Here is what I came up with.
public class WeightRounder
{
private const int SIGNIFIGANT_DIGITS = 6;
public IList<element> RoundOff(IList<element> elements)
{
if (elements.Count > 0)
{
MakeRoundedElements(elements);
RedistributeWeightError(elements, GetTotalWeightError(elements));
}
return model;
}
private static void MakeRoundedModel(IEnumerable<element> elements)
{
model.Each(x => x.UpstreamWeight = Math.Round(x.Weight, SIGNIFIGANT_DIGITS));
}
private void RedistributeWeightError(IEnumerable<element> elements, decimal totalWeightError)
{
int errorSign = Math.Sign(totalWeightError);
decimal step = (decimal) Math.Pow(10, -SIGNIFIGANT_DIGITS)*errorSign;
elements.OrderByDescending(x => x.UpstreamWeight)
.TakeWhile(x => Math.Abs(totalWeightError) > decimal.Zero)
.Each(x =>
{
x.UpstreamWeight += step;
totalWeightError -= step;
});
//indicates the elements were nowhere near 100% to begin with.

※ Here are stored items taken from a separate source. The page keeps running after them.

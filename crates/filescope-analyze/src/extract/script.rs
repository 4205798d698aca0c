//! JavaScript and TypeScript module references.

use std::path::{Path, PathBuf};

use filescope_core::UnresolvedReason;
use filescope_core::path::{is_within, normalize, normalize_separators};
use regex::Regex;

use super::resolve::{ExtractContext, first_existing, parent_dir, with_suffixes};
use super::{RawReference, Resolution, capture_line};

const EXTENSIONS: &[&str] = &[
    ".ts", ".tsx", ".js", ".jsx", ".mjs", ".cjs", ".mts", ".cts", ".d.ts",
];

/// Emitted extension and the source extension it is compiled from.
const SOURCE_SWAPS: &[(&str, &str)] = &[
    (".js", ".ts"),
    (".jsx", ".tsx"),
    (".mjs", ".mts"),
    (".cjs", ".cts"),
];

#[derive(Debug)]
pub(super) struct Patterns {
    /// `import x from '…'`, `export { x } from '…'`, `export * from '…'`.
    from_clause: Regex,
    /// `import '…'`.
    side_effect: Regex,
    /// `require('…')` and dynamic `import('…')`.
    call: Regex,
}

impl Patterns {
    pub(super) fn compile() -> Result<Self, regex::Error> {
        Ok(Self {
            from_clause: Regex::new(
                r#"\b(?:import|export)\s+(?:type\s+)?[^'";]*?\bfrom\s*['"]([^'"\n]+)['"]"#,
            )?,
            side_effect: Regex::new(r#"\bimport\s*['"]([^'"\n]+)['"]"#)?,
            call: Regex::new(r#"\b(?:require|import)\s*\(\s*['"]([^'"\n]+)['"]\s*\)"#)?,
        })
    }

    pub(super) fn extract(
        &self,
        file: &Path,
        source: &str,
        ctx: &ExtractContext<'_>,
    ) -> Vec<RawReference> {
        [&self.from_clause, &self.side_effect, &self.call]
            .into_iter()
            .flat_map(|re| re.captures_iter(source))
            .map(|caps| {
                let specifier = &caps[1];
                let line = capture_line(source, &caps, 1);
                RawReference::new(specifier, line, resolve(file, specifier, ctx))
            })
            .collect()
    }
}

fn resolve(file: &Path, specifier: &str, ctx: &ExtractContext<'_>) -> Resolution {
    let spec = normalize_separators(specifier);
    let target = if spec.starts_with("./")
        || spec.starts_with("../")
        || spec == "."
        || spec == ".."
    {
        normalize(&spec, parent_dir(file))
    } else if let Some(rooted) = spec.strip_prefix('/') {
        normalize(rooted, ctx.project_root)
    } else {
        return Resolution::Unresolved(UnresolvedReason::External);
    };

    if !is_within(&target, ctx.root) {
        return Resolution::Unresolved(UnresolvedReason::OutsideRoot);
    }
    first_existing(candidates(&target), ctx)
}

fn candidates(target: &Path) -> Vec<PathBuf> {
    let mut out = vec![target.to_path_buf()];
    out.extend(with_suffixes(target, EXTENSIONS));

    let raw = target.to_string_lossy();
    for (emitted, source) in SOURCE_SWAPS {
        if let Some(stem) = raw.strip_suffix(emitted) {
            out.push(PathBuf::from(format!("{stem}{source}")));
        }
    }

    let index = target.join("index");
    out.extend(with_suffixes(&index, EXTENSIONS));
    out
}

if (totalWeightError != 0)
throw new ApplicationException("Rounding failed. Total weight error {0} was to large to handle.".FormatWith(totalWeightError));
}
private decimal GetTotalWeightError(IEnumerable<element> elements)
{
var totalWeightError = decimal.One;
elements.Each(x => totalWeightError -= x.UpstreamWeight);
return totalWeightError;
}
}
Thoughts, comments or rants on my general approach and math skills appreciated.